L’immagine seguente mostra un esempio di come avviene il disentanglement.

disentanglement
Disentanglement di una sedia

Nell’immagine seguente, un altro esempio di disentanglement con una sedia.

disentanglement of a chair

Data una forma in input (a), il codice geometrico e il codice della struttura vengono estratti. Mantenendo fisso uno di essi, viene generato un campione casuale (b). Per la prima riga di (b), il codice geometrico è mantenuto invariato. E, per la seconda riga, il codice della struttura viene mantenuto invariato mentre viene generato un campione casuale.

L’immaginazione sembrava essere una delle uniche capacità umane che un’intelligenza artificiale non potesse simulare. Tuttavia, questi nuovi studi ci fanno capire come l’I.A. possa raggiungere e superare capacità esclusivamente umane. Cosa ci rimarrà?

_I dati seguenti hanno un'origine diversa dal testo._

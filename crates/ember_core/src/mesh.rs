//! Indexed triangle meshes and world-space baked instances.

use ember_math::{Aabb, Mat4, Vec2, Vec3};
use thiserror::Error;

/// Errors raised when constructing a mesh.
#[derive(Error, Debug)]
pub enum MeshError {
    #[error("index count {0} is not a multiple of 3")]
    IndexCount(usize),

    #[error("index {index} out of bounds for {vertex_count} vertices")]
    IndexOutOfBounds { index: u32, vertex_count: usize },
}

/// One mesh vertex.
#[derive(Debug, Clone, Copy)]
pub struct Vertex {
    pub position: Vec3,
    pub normal: Vec3,
    pub tangent: Vec3,
    pub uv: Vec2,
}

/// Shared, untransformed mesh data.
pub struct Mesh {
    vertices: Vec<Vertex>,
    indices: Vec<u32>,
}

impl Mesh {
    /// Create a validated indexed triangle mesh.
    pub fn new(vertices: Vec<Vertex>, indices: Vec<u32>) -> Result<Self, MeshError> {
        if indices.len() % 3 != 0 {
            return Err(MeshError::IndexCount(indices.len()));
        }
        for &index in &indices {
            if index as usize >= vertices.len() {
                return Err(MeshError::IndexOutOfBounds {
                    index,
                    vertex_count: vertices.len(),
                });
            }
        }
        Ok(Self { vertices, indices })
    }

    pub fn vertices(&self) -> &[Vertex] {
        &self.vertices
    }

    pub fn indices(&self) -> &[u32] {
        &self.indices
    }
}

/// Non-positional vertex data, transformed alongside positions.
#[derive(Debug, Clone, Copy)]
pub struct VertexAttributes {
    pub normal: Vec3,
    pub tangent: Vec3,
    pub uv: Vec2,
}

/// A mesh placed in the world.
///
/// Positions and attributes are baked into world space once, so intersection
/// never multiplies matrices per ray. The acceleration structure is built on
/// top of these buffers and shares ownership of the instance for as long as
/// its leaves reference them.
pub struct MeshInstance {
    positions: Vec<Vec3>,
    attributes: Vec<VertexAttributes>,
    indices: Vec<u32>,
}

impl MeshInstance {
    pub fn new(mesh: &Mesh, transform: Mat4) -> Self {
        let positions = mesh
            .vertices()
            .iter()
            .map(|v| transform.transform_point3(v.position))
            .collect();

        // Normals/tangents transform by the inverse transpose so non-uniform
        // scaling keeps them perpendicular to the surface.
        let normal_transform = glam::Mat3::from_mat4(transform).inverse().transpose();
        let attributes = mesh
            .vertices()
            .iter()
            .map(|v| VertexAttributes {
                normal: (normal_transform * v.normal).normalize_or_zero(),
                tangent: (normal_transform * v.tangent).normalize_or_zero(),
                uv: v.uv,
            })
            .collect();

        Self {
            positions,
            attributes,
            indices: mesh.indices().to_vec(),
        }
    }

    pub fn positions(&self) -> &[Vec3] {
        &self.positions
    }

    pub fn indices(&self) -> &[u32] {
        &self.indices
    }

    /// Triangles are numbered by their index-buffer offset / 3.
    pub fn triangle_count(&self) -> u32 {
        (self.indices.len() / 3) as u32
    }

    /// The three world-space corners of one triangle.
    #[inline]
    pub fn triangle(&self, primitive: u32) -> [Vec3; 3] {
        let base = primitive as usize * 3;
        [
            self.positions[self.indices[base] as usize],
            self.positions[self.indices[base + 1] as usize],
            self.positions[self.indices[base + 2] as usize],
        ]
    }

    /// Bounding box of one triangle.
    pub fn primitive_aabb(&self, primitive: u32) -> Aabb {
        let [a, b, c] = self.triangle(primitive);
        Aabb::from_points(a, b).grow(c)
    }

    /// Barycentric interpolation of the shading attributes of a triangle.
    pub fn interpolate(&self, primitive: u32, barycentric: Vec2) -> VertexAttributes {
        let base = primitive as usize * 3;
        let a = &self.attributes[self.indices[base] as usize];
        let b = &self.attributes[self.indices[base + 1] as usize];
        let c = &self.attributes[self.indices[base + 2] as usize];

        let w = 1.0 - barycentric.x - barycentric.y;
        VertexAttributes {
            normal: (a.normal * w + b.normal * barycentric.x + c.normal * barycentric.y)
                .normalize_or_zero(),
            tangent: (a.tangent * w + b.tangent * barycentric.x + c.tangent * barycentric.y)
                .normalize_or_zero(),
            uv: a.uv * w + b.uv * barycentric.x + c.uv * barycentric.y,
        }
    }
}
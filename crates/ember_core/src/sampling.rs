//! Shared sampling helpers for lobes and lights.

use ember_math::Vec3;
use rand::RngCore;

/// Uniform f32 in [0, 1) from any RngCore.
#[inline]
pub fn gen_f32(rng: &mut dyn RngCore) -> f32 {
    // 24 high bits give every representable step in [0, 1)
    (rng.next_u32() >> 8) as f32 / (1u32 << 24) as f32
}

/// Build an orthonormal basis around a unit vector.
pub fn orthonormal_basis(n: Vec3) -> (Vec3, Vec3) {
    let a = if n.x.abs() > 0.9 { Vec3::Y } else { Vec3::X };
    let t = n.cross(a).normalize();
    let b = n.cross(t);
    (t, b)
}

/// Cosine-weighted direction on the hemisphere around `normal`.
pub fn cosine_hemisphere(normal: Vec3, rng: &mut dyn RngCore) -> Vec3 {
    let r1 = gen_f32(rng);
    let r2 = gen_f32(rng);

    let phi = std::f32::consts::TAU * r1;
    let r = r2.sqrt();
    let x = phi.cos() * r;
    let y = phi.sin() * r;
    let z = (1.0 - r2).max(0.0).sqrt();

    let (t, b) = orthonormal_basis(normal);
    (t * x + b * y + normal * z).normalize()
}

/// Uniform direction inside the cone around `axis` with half-angle
/// `cos_angle_max` (cosine of the cone half-angle).
pub fn uniform_cone(axis: Vec3, cos_angle_max: f32, rng: &mut dyn RngCore) -> Vec3 {
    let r1 = gen_f32(rng);
    let r2 = gen_f32(rng);

    let cos_theta = 1.0 - r1 * (1.0 - cos_angle_max);
    let sin_theta = (1.0 - cos_theta * cos_theta).max(0.0).sqrt();
    let phi = std::f32::consts::TAU * r2;

    let (t, b) = orthonormal_basis(axis);
    (t * (phi.cos() * sin_theta) + b * (phi.sin() * sin_theta) + axis * cos_theta).normalize()
}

Raggiungeremo un altro livello di consapevolezza grazie alle risposte che l’A.I. ci darà? Ci concentreremo più sulle cose spirituali che sul materialismo, dato che l’A.I. automatizzerà la nostra routine quotidiana? Se la risposta sarà: vivere meglio insieme perché ci concentreremo più sulle relazioni che sulle cose, forse sarà una prospettiva positiva. Se no, potremmo essere solo schiavi della tecnologia per vivere senza empatia.